On Jul 22, 2006, at 12:54 PM, Robert Jenkins wrote:
<snip>

On Jul 22, 2006, at 11:13 AM, Robert Jenkins wrote:

Oh well..

I already had localnet set:

localnet = 192.168.0.0          ; Internal NETWORK address
localmask = 255.255.255.0       ; Internal netmask

All the involved PCs & Sipura boxes are using 192.168.0.x addresses.

The Sipura boxes work, but the fact that asterisk is sending the
external IP to any device on the local network seems to me to be a
bug..


You didn't mention whether you were also forwarding ports
10000-20000 to the SIP Proxy (ie asterisk).  Thats where the
actual RTP (voice
data) is passing.  Also you need to be sure that there aren't
multiple clients on your lan all trying to use the same ports
for signaling (ie 5060), as this will fail.

Hope this helps.
Marty


The simple thing is that if I have 'externip' set, I can see on a soft phone (running on a PC on the same local subnet as asterisk) that it's seeing a call from another local device as coming from [EMAIL PROTECTED] - which is the external IP and as everything is inside the firewall there is no audio
from the soft phone when the call answered.

If I comment out the 'externip' line & restart asterisk, the soft phone then correctly sees the local call as being from [EMAIL PROTECTED] and I get
two-way speech.


Re. multiple clients using port 5060, I have seen comments both ways..
This is how I have it at present and it works (without externip, which
appears to be down to asterisk sending the wrong info & nothing to do with
ports).
As has been said elsewhere, if online VoIP services with thousands of
connections work with a single port, why should there be a problem smaller
numbers of clients?

They are exposed as a single IP address.

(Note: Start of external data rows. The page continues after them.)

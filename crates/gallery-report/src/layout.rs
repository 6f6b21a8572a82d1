//! Page geometry for the two-per-page report layout.
//!
//! All coordinates are in points with the origin at the top-left corner of
//! the page; the PDF writer flips them.
//!
//! ```text
//! +---------------------------+
//! |       header mask         |  header_height
//! +---------------------------+
//! |         margin_y          |
//! |  slot 0: title / meta /   |  slot_height
//! |          image            |
//! |         margin_y          |
//! |  slot 1                   |  slot_height
//! |         margin_y          |
//! +---------------------------+
//! |  footer mask + page no.   |  footer_height
//! +---------------------------+
//! ```

use crate::config::ReportConfig;
use crate::error::{ReportError, Result};

/// Items per page.
pub const ITEMS_PER_PAGE: usize = 2;

/// Space between text lines and between the text block and the image.
const LINE_GAP: f64 = 4.0;

/// An axis-aligned box, top-left origin.
#[derive(Debug, Clone, Copy, PartialEq)]
pub struct Rect {
    pub x: f64,
    pub y: f64,
    pub width: f64,
    pub height: f64,
}

impl Rect {
    pub fn new(x: f64, y: f64, width: f64, height: f64) -> Self {
        Self { x, y, width, height }
    }

    pub fn bottom(&self) -> f64 {
        self.y + self.height
    }

    pub fn center_x(&self) -> f64 {
        self.x + self.width / 2.0
    }
}

/// On-page height of a mask scaled to the full page width.
///
/// A mask that failed to load, or has a degenerate size, takes no room.
pub fn mask_height(natural: Option<(u32, u32)>, page_width: f64) -> f64 {
    match natural {
        Some((width, height)) if width > 0 => f64::from(height) * page_width / f64::from(width),
        _ => 0.0,
    }
}

/// Fixed measurements shared by every page of a report.
#[derive(Debug, Clone, Copy, PartialEq)]
pub struct PageGeometry {
    pub width: f64,
    pub height: f64,
    pub margin_x: f64,
    pub margin_y: f64,
    pub header_height: f64,
    pub footer_height: f64,
    pub slot_height: f64,
    pub title_size: f64,
    pub meta_size: f64,
    pub caption_size: f64,
}

impl PageGeometry {
    /// Derive the geometry from the config and the masks' natural sizes.
    pub fn new(
        config: &ReportConfig,
        header: Option<(u32, u32)>,
        footer: Option<(u32, u32)>,
    ) -> Result<Self> {
        let width = config.page_size.width_pt();
        let height = config.page_size.height_pt();
        let header_height = mask_height(header, width);
        let footer_height = mask_height(footer, width);
        let slot_height = (height - header_height - footer_height - 3.0 * config.margin_y) / 2.0;

        let geometry = Self {
            width,
            height,
            margin_x: config.margin_x,
            margin_y: config.margin_y,
            header_height,
            footer_height,
            slot_height,
            title_size: config.title_font_size,
            meta_size: config.meta_font_size,
            caption_size: config.caption_font_size,
        };
        if geometry.image_height() <= 0.0 {
            return Err(ReportError::JobFailure(format!(
                "masks ({:.1}pt + {:.1}pt) leave no room for items on the page",
                header_height, footer_height
            )));
        }
        Ok(geometry)
    }

    /// Height taken by the title and metadata lines.
    pub fn text_block_height(&self) -> f64 {
        self.title_size + LINE_GAP + self.meta_size + LINE_GAP
    }

    fn image_height(&self) -> f64 {
        self.slot_height - self.text_block_height()
    }

    pub fn content_width(&self) -> f64 {
        self.width - 2.0 * self.margin_x
    }

    /// Header band at the top of the page.
    pub fn header_rect(&self) -> Rect {
        Rect::new(0.0, 0.0, self.width, self.header_height)
    }

    /// Footer band at the bottom of the page.
    pub fn footer_rect(&self) -> Rect {
        Rect::new(0.0, self.height - self.footer_height, self.width, self.footer_height)
    }

    /// Slot `index` (0 or 1) on a page.
    pub fn slot_rect(&self, index: usize) -> Rect {
        let top = self.header_height
            + self.margin_y
            + index as f64 * (self.slot_height + self.margin_y);
        Rect::new(self.margin_x, top, self.content_width(), self.slot_height)
    }

    /// Baseline of the page-number caption, centered in the footer band.
    ///
    /// Without a footer mask the caption sits in the bottom margin.
    pub fn caption_baseline(&self) -> f64 {
        let band = if self.footer_height > 0.0 {
            self.footer_height
        } else {
            self.margin_y
        };
        self.height - band / 2.0 + self.caption_size * 0.35
    }
}

/// Where one item lands.
#[derive(Debug, Clone, Copy, PartialEq)]
pub struct SlotPlan {
    /// Position of the item in the report's item list.
    pub item_index: usize,
    /// 0 for the upper slot, 1 for the lower one.
    pub slot: usize,
    pub title_baseline: f64,
    pub meta_baseline: f64,
    /// Region the image is fitted into.
    pub image_area: Rect,
}

/// One page of the report.
#[derive(Debug, Clone, PartialEq)]
pub struct PagePlan {
    /// 1-based page number.
    pub number: usize,
    pub slots: Vec<SlotPlan>,
}

/// Number of pages for `items` items.
pub fn page_count(items: usize) -> usize {
    items.div_ceil(ITEMS_PER_PAGE)
}

/// Place `items` items, two per page, in order.
pub fn plan_pages(items: usize, geometry: &PageGeometry) -> Vec<PagePlan> {
    (0..page_count(items))
        .map(|page| {
            let slots = (0..ITEMS_PER_PAGE)
                .map(|slot| (page * ITEMS_PER_PAGE + slot, slot))
                .filter(|(item_index, _)| *item_index < items)
                .map(|(item_index, slot)| {
                    let rect = geometry.slot_rect(slot);
                    let title_baseline = rect.y + geometry.title_size;
                    let meta_baseline = title_baseline + LINE_GAP + geometry.meta_size;
                    let text_block = geometry.text_block_height();
                    SlotPlan {
                        item_index,
                        slot,
                        title_baseline,
                        meta_baseline,
                        image_area: Rect::new(rect.x, rect.y + text_block, rect.width, rect.height - text_block),
                    }
                })
                .collect();
            PagePlan {
                number: page + 1,
                slots,
            }
        })
        .collect()
}

/// Scale an image to fit `area`, keeping its aspect ratio, centered
/// horizontally and aligned to the top of the area.
pub fn fit_image(width: u32, height: u32, area: &Rect) -> Rect {
    if width == 0 || height == 0 {
        return Rect::new(area.center_x(), area.y, 0.0, 0.0);
    }
    let scale = (area.width / f64::from(width)).min(area.height / f64::from(height));
    let w = f64::from(width) * scale;
    let h = f64::from(height) * scale;
    Rect::new(area.x + (area.width - w) / 2.0, area.y, w, h)
}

A single port 5060 is fine for your asterisk box. BUT if you expect calls from the outside of your LAN to pass to SIP phones on the inside of your LAN, you need to do one of two things. 1) Use separate ports for the softphones so the NAT isn't confused, or 2) make sure canreinvite is set to no in your extensions for the softphone.

If you don't do one of those two things, then what will happen is that the caller from outside will connect to the softphone inside, and then attempt to talk directly to the softphone. BUT since your router is forwarding all port 5060 traffic to your asterisk box you are no longer talking to each other.

You don't mention whether your test calls are coming from inside your lan or outside? You aren't by chance running on a softphone on the asterisk box directly?